──────── DATA SHOWN ────────

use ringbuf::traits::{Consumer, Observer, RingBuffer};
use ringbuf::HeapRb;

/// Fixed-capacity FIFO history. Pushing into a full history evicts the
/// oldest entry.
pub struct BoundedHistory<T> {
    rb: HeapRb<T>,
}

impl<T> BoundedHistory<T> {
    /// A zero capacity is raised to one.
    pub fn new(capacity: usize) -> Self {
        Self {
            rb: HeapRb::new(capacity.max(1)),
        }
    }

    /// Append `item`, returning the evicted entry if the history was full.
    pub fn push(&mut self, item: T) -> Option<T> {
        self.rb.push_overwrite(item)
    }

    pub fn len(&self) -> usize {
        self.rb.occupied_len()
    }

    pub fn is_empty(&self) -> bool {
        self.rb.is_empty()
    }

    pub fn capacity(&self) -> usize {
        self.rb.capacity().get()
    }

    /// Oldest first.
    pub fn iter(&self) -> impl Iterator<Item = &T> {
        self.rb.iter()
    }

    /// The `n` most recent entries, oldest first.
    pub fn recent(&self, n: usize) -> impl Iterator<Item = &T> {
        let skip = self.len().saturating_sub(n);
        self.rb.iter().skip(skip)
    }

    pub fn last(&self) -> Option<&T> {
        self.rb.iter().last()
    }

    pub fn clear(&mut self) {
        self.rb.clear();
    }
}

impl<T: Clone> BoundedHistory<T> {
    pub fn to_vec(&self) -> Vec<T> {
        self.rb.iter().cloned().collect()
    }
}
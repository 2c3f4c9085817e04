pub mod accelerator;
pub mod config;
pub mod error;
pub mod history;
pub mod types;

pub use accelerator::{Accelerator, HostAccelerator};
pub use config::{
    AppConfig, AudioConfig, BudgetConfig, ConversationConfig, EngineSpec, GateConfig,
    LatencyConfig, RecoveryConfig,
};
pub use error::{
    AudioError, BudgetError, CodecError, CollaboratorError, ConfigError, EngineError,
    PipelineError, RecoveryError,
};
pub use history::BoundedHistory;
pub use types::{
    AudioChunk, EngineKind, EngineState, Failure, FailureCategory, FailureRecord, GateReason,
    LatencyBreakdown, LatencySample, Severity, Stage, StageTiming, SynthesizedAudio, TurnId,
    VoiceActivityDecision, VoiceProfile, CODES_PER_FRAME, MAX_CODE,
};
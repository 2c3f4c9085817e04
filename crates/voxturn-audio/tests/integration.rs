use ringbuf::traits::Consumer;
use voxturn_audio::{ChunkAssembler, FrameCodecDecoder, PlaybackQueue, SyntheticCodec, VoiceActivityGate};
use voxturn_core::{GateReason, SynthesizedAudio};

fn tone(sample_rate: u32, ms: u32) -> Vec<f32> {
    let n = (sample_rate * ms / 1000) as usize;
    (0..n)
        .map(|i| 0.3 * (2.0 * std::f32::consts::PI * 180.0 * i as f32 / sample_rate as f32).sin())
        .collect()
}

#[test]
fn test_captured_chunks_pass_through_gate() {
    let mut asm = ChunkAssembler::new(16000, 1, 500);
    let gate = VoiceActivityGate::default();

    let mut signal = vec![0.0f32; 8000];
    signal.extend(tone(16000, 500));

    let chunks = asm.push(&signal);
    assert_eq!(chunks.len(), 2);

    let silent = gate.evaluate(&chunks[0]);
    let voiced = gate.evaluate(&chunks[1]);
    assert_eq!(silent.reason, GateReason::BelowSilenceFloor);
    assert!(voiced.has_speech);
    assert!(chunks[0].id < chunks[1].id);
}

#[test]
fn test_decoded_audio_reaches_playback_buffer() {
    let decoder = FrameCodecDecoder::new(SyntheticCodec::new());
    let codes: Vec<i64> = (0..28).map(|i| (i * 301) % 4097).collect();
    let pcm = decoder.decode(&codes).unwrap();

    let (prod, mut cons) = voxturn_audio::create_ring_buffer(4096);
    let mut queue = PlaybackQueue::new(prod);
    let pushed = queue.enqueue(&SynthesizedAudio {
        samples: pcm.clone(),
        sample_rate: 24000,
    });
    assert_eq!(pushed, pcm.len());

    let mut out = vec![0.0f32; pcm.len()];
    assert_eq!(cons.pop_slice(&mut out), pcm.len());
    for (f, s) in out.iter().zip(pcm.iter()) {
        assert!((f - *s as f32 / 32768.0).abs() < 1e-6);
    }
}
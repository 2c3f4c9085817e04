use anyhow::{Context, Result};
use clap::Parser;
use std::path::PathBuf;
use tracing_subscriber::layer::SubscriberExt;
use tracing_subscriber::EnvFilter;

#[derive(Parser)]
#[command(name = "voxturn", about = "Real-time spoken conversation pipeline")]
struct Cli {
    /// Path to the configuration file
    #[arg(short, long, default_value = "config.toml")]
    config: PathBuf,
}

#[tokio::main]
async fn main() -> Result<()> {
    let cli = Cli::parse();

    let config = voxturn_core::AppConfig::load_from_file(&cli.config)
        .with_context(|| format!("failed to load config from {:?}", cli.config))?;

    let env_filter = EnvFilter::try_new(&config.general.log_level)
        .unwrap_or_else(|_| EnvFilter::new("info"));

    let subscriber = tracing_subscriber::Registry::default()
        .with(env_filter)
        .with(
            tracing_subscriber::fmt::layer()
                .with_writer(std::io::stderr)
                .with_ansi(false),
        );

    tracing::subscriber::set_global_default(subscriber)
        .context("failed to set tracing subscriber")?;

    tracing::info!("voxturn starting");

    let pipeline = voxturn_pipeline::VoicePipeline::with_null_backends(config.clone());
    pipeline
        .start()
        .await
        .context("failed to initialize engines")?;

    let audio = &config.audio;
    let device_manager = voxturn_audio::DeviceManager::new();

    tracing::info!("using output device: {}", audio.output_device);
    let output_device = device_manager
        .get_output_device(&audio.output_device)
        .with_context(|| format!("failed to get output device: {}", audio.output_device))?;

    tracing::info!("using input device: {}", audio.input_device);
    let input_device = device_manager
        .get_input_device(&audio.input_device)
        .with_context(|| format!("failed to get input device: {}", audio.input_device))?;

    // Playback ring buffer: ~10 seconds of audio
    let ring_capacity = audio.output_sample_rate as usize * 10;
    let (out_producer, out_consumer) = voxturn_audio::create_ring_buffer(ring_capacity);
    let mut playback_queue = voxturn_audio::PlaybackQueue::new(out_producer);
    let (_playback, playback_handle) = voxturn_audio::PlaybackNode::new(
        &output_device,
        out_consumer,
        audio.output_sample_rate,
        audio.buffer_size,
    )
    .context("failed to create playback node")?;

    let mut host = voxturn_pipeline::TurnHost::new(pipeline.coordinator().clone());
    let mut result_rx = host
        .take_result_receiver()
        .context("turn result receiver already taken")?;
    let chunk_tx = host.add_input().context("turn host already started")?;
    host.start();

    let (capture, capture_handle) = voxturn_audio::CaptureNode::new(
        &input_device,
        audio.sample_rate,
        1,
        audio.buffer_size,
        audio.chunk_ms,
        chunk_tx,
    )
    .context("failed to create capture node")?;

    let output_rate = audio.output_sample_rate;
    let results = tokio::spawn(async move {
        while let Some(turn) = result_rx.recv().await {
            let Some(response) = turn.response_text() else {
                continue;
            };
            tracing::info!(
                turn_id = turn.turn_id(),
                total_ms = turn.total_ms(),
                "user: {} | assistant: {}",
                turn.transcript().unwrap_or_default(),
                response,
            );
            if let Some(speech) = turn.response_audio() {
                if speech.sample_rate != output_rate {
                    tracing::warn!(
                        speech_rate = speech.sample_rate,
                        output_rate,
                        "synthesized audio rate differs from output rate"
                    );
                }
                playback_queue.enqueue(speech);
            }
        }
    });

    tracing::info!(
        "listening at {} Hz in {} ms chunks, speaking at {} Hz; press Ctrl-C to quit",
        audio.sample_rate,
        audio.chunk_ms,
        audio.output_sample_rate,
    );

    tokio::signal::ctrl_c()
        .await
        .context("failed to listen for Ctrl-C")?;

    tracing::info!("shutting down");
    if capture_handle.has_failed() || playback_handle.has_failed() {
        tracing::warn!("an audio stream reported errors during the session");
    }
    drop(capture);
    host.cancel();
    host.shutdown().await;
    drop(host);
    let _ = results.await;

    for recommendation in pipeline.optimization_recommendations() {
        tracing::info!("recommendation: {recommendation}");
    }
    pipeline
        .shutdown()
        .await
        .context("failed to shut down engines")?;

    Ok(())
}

────────

Go through the entries above and copy each line holding the string "format".

FINISHED TASK -
        .with_context(|| format!("failed to load config from {:?}", cli.config))?;
        .with_context(|| format!("failed to get output device: {}", audio.output_device))?;
        .with_context(|| format!("failed to get input device: {}", audio.input_device))?;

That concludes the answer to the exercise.